_Action item_.
Up to and including the line with "Parse file contents", restate the material below word for word, beginning with its first line.

_Supplied material_.
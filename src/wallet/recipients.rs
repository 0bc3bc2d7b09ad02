//! Recipient list file: one address per line, blank lines ignored

use std::path::{Path, PathBuf};

use crate::error::{Error, Result};

/// Ordered recipient addresses, in file order
#[derive(Debug, Clone, Default, PartialEq, Eq)]
pub struct RecipientList {
    addresses: Vec<String>,
}

impl RecipientList {
    /// Parse file contents
    pub fn parse(contents: &str) -> Self {
        let addresses = contents
            .lines()
            .map(str::trim)
            .filter(|line| !line.is_empty())
            .map(str::to_string)
            .collect();

        Self { addresses }
    }

    /// Read the whole file. Called once per cycle so edits take effect.
    pub async fn load(path: &Path) -> Result<Self> {
        let contents = tokio::fs::read_to_string(path)
            .await
            .map_err(|e| Error::Io(format!("Failed to read recipients file {}: {}", path.display(), e)))?;
        Ok(Self::parse(&contents))
    }

    pub fn addresses(&self) -> &[String] {
        &self.addresses
    }

    pub fn len(&self) -> usize {
        self.addresses.len()
    }

    pub fn is_empty(&self) -> bool {
        self.addresses.is_empty()
    }
}

/// Where the FileList strategy reads recipients from
#[derive(Debug, Clone, PartialEq, Eq)]
pub struct RecipientSource {
    pub path: PathBuf,
}

impl RecipientSource {
    pub fn new(path: impl Into<PathBuf>) -> Self {
        Self { path: path.into() }
    }

    pub async fn load(&self) -> Result<RecipientList> {
        RecipientList::load(&self.path).await
    }
}

#[cfg(test)]
mod tests {
    use super::*;
    use tempfile::tempdir;

    #[test]
    fn test_parse_skips_blank_lines_and_keeps_order() {
        let list = RecipientList::parse("cosmos1b\n\n  \r\ncosmos1a\r\ncosmos1c\n");
        assert_eq!(list.addresses(), &["cosmos1b", "cosmos1a", "cosmos1c"]);
        assert_eq!(list.len(), 3);
    }

    #[test]
    fn test_parse_empty() {
        assert!(RecipientList::parse("").is_empty());
        assert!(RecipientList::parse("\n\n").is_empty());
    }

    #[tokio::test]
    async fn test_load_rereads_file() {
        let dir = tempdir().unwrap();
        let path = dir.path().join("recipients.txt");
        std::fs::write(&path, "cosmos1a\n").unwrap();

        let source = RecipientSource::new(&path);
        assert_eq!(source.load().await.unwrap().len(), 1);

        std::fs::write(&path, "cosmos1a\ncosmos1b\n").unwrap();
        assert_eq!(source.load().await.unwrap().len(), 2);
    }

    #[tokio::test]
    async fn test_load_missing_file_is_io_error() {
        let dir = tempdir().unwrap();
        let err = RecipientList::load(&dir.path().join("missing.txt")).await.unwrap_err();
        assert!(matches!(err, Error::Io(_)));
    }
}
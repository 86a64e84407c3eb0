pub mod embeddings;
pub mod leaderboard;
pub mod prepare;
pub mod session;

use std::io::{self, BufRead, Write};
use std::path::{Path, PathBuf};
use std::sync::Arc;

use anyhow::{Context, Result, anyhow, bail};
use clap::{Parser, Subcommand};
use console::style;
use rand::rngs::ThreadRng;
use tracing::info;

use embeddings::loader::PREFERRED_SET;
use embeddings::{EmbeddingTable, TableError, load_table};
use leaderboard::Leaderboard;
use session::{GameSession, ROUND_DURATION, build_candidate_pool};

const LEADERBOARD_FILE: &str = "leaderboard.json";
const DEFAULT_WORDLIST: &str = "top20k.json";

/// Command-line interface.
#[derive(Parser, Debug)]
#[command(
    name = "farword",
    version,
    long_version = long_version(),
    about = "Word-distance guessing game over GloVe embeddings"
)]
pub struct Cli {
    /// Directory holding embedding sets and game data (defaults to platform data dir)
    #[arg(long)]
    pub data_dir: Option<PathBuf>,

    #[command(subcommand)]
    pub command: Commands,
}

#[derive(Subcommand, Debug)]
pub enum Commands {
    /// Play timed rounds on stdin
    Play {
        /// Player name for leaderboard submission
        #[arg(long)]
        name: Option<String>,

        /// Restrict prompts to words from this JSON wordlist
        #[arg(long)]
        wordlist: Option<PathBuf>,
    },
    /// Print the distance between two words
    Distance { prompt: String, guess: String },
    /// Convert a GloVe text file into a packed embedding set
    PrepareEmbeddings {
        /// GloVe text input: token followed by components, one row per line
        input: PathBuf,

        /// Output set directory (defaults to <data-dir>/glove50)
        #[arg(long)]
        out: Option<PathBuf>,
    },
    /// Filter a frequency-ordered wordlist into the playable candidate list
    PrepareWordlist {
        input: PathBuf,

        /// Output file (defaults to <data-dir>/wordlists/top20k.json)
        #[arg(long)]
        out: Option<PathBuf>,
    },
    /// Show the top leaderboard entries
    Leaderboard,
}

pub async fn run() -> Result<()> {
    let cli = Cli::parse();
    let data_dir = cli.data_dir.clone().unwrap_or_else(default_data_dir);

    match cli.command {
        Commands::Play { name, wordlist } => play(&data_dir, name, wordlist).await,
        Commands::Distance { prompt, guess } => distance(&data_dir, &prompt, &guess).await,
        Commands::PrepareEmbeddings { input, out } => {
            let out = out.unwrap_or_else(|| data_dir.join(PREFERRED_SET));
            let summary = prepare::convert_glove(&input, &out)?;
            println!(
                "wrote {} tokens x {} dims to {}",
                summary.tokens,
                summary.dims,
                out.display()
            );
            Ok(())
        }
        Commands::PrepareWordlist { input, out } => {
            let out = out.unwrap_or_else(|| data_dir.join("wordlists").join(DEFAULT_WORDLIST));
            let kept = prepare::filter_wordlist(&input, &out)?;
            println!("wrote {kept} words to {}", out.display());
            Ok(())
        }
        Commands::Leaderboard => show_leaderboard(&data_dir),
    }
}

async fn open_table(data_dir: &Path) -> Result<EmbeddingTable> {
    match load_table(data_dir).await {
        Ok(table) => {
            info!(
                tokens = table.len(),
                dims = table.dims(),
                "embedding table ready"
            );
            Ok(table)
        }
        Err(err @ TableError::Unavailable { .. }) => Err(anyhow!(err)).context(
            "embeddings are not available yet; run `farword prepare-embeddings <glove.txt>` first",
        ),
        Err(err) => Err(err.into()),
    }
}

async fn distance(data_dir: &Path, prompt: &str, guess: &str) -> Result<()> {
    let table = open_table(data_dir).await?;
    let a = table
        .lookup(prompt)
        .ok_or_else(|| anyhow!("{prompt:?} is not in the embedding table"))?;
    let b = table
        .lookup(guess)
        .ok_or_else(|| anyhow!("{guess:?} is not in the embedding table"))?;
    println!("{:.3}", table.distance(a, b)?);
    Ok(())
}

fn show_leaderboard(data_dir: &Path) -> Result<()> {
    let board = Leaderboard::new(data_dir.join(LEADERBOARD_FILE));
    let entries = board.load()?;
    if entries.is_empty() {
        println!("no scores yet");
        return Ok(());
    }
    for (rank, entry) in entries.iter().take(10).enumerate() {
        println!("{:>2}. {:<24} {:.3}", rank + 1, entry.name, entry.best);
    }
    Ok(())
}

fn load_pool(
    table: &EmbeddingTable,
    data_dir: &Path,
    wordlist: Option<PathBuf>,
) -> Result<Option<Vec<usize>>> {
    let path = match wordlist {
        Some(path) => path,
        None => {
            let default = data_dir.join("wordlists").join(DEFAULT_WORDLIST);
            if !default.is_file() {
                return Ok(None);
            }
            default
        }
    };
    let bytes =
        std::fs::read(&path).with_context(|| format!("reading wordlist {}", path.display()))?;
    let words: Vec<String> = serde_json::from_slice(&bytes)
        .with_context(|| format!("parsing wordlist {}", path.display()))?;
    let pool = build_candidate_pool(table, &words);
    info!(words = words.len(), pool = pool.len(), "candidate pool built");
    Ok(if pool.is_empty() { None } else { Some(pool) })
}

async fn play(data_dir: &Path, name: Option<String>, wordlist: Option<PathBuf>) -> Result<()> {
    let table = Arc::new(open_table(data_dir).await?);
    let pool = load_pool(&table, data_dir, wordlist)?;
    let board = Leaderboard::new(data_dir.join(LEADERBOARD_FILE));
    let mut game = GameSession::new(Arc::clone(&table), pool, rand::thread_rng());

    println!(
        "Find the word least related to the prompt. {}s per round.",
        ROUND_DURATION.as_secs()
    );
    println!("Type guesses; 'next' starts a new round, 'quit' stops.");

    let stdin = io::stdin();
    let mut lines = stdin.lock().lines();
    'game: loop {
        let Some(round) = game.next_round() else {
            bail!("the embedding table is empty");
        };
        let prompt = table.token(round.prompt()).unwrap_or("?").to_string();
        println!("\nPrompt: {}", style(&prompt).bold().cyan());

        loop {
            print!("> ");
            io::stdout().flush()?;
            let Some(line) = lines.next() else {
                break 'game;
            };
            let line = line?;
            let word = line.trim();
            match word {
                "" => continue,
                "quit" | "exit" => break 'game,
                "next" => break,
                _ => {}
            }
            if game.round().is_none_or(session::Round::is_over) {
                println!("{}", style("Round over.").dim());
                break;
            }
            match game.guess(word) {
                Some(reading) => {
                    let bar = reading
                        .ratio
                        .map(|r| format!("  [{}]", ratio_bar(r)))
                        .unwrap_or_default();
                    let marker = if reading.round_best { "  *best*" } else { "" };
                    println!("  {:.3} units{bar}{marker}", reading.distance);
                }
                None => println!("  {} is not in the dictionary", style(word).italic()),
            }
        }
        submit_round(&board, name.as_deref(), &mut game)?;
    }

    submit_round(&board, name.as_deref(), &mut game)?;
    if let Some(best) = game.best() {
        println!("All-time best this session: {best:.3}");
    }
    Ok(())
}

fn submit_round(
    board: &Leaderboard,
    name: Option<&str>,
    game: &mut GameSession<ThreadRng>,
) -> Result<()> {
    let Some(best) = game.finish_round() else {
        return Ok(());
    };
    println!("Round best: {best:.3}");
    if let Some(name) = name {
        let entries = board.submit(name, best)?;
        if let Some(top) = entries.first() {
            println!("Leader: {} ({:.3})", top.name, top.best);
        }
    }
    Ok(())
}

fn ratio_bar(ratio: f64) -> String {
    const WIDTH: usize = 20;
    let filled = ((ratio * WIDTH as f64).round() as usize).min(WIDTH);
    format!("{}{}", "#".repeat(filled), "-".repeat(WIDTH - filled))
}

/// Package version plus the build timestamp when the build script emitted
/// one.
fn long_version() -> String {
    match option_env!("VERGEN_BUILD_TIMESTAMP") {
        Some(ts) => format!("{} (built {ts})", env!("CARGO_PKG_VERSION")),
        None => env!("CARGO_PKG_VERSION").to_string(),
    }
}

pub fn default_data_dir() -> PathBuf {
    directories::ProjectDirs::from("com", "farword", "farword")
        .expect("project dirs available")
        .data_dir()
        .to_path_buf()
}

_Task output_.
filename src/wallet/recipients.rs
repository 0bc3bc2d7b09ad02
//! Recipient list file: one address per line, blank lines ignored

use std::path::{Path, PathBuf};

use crate::error::{Error, Result};

/// Ordered recipient addresses, in file order
#[derive(Debug, Clone, Default, PartialEq, Eq)]
pub struct RecipientList {
    addresses: Vec<String>,
}

impl RecipientList {
    /// Parse file contents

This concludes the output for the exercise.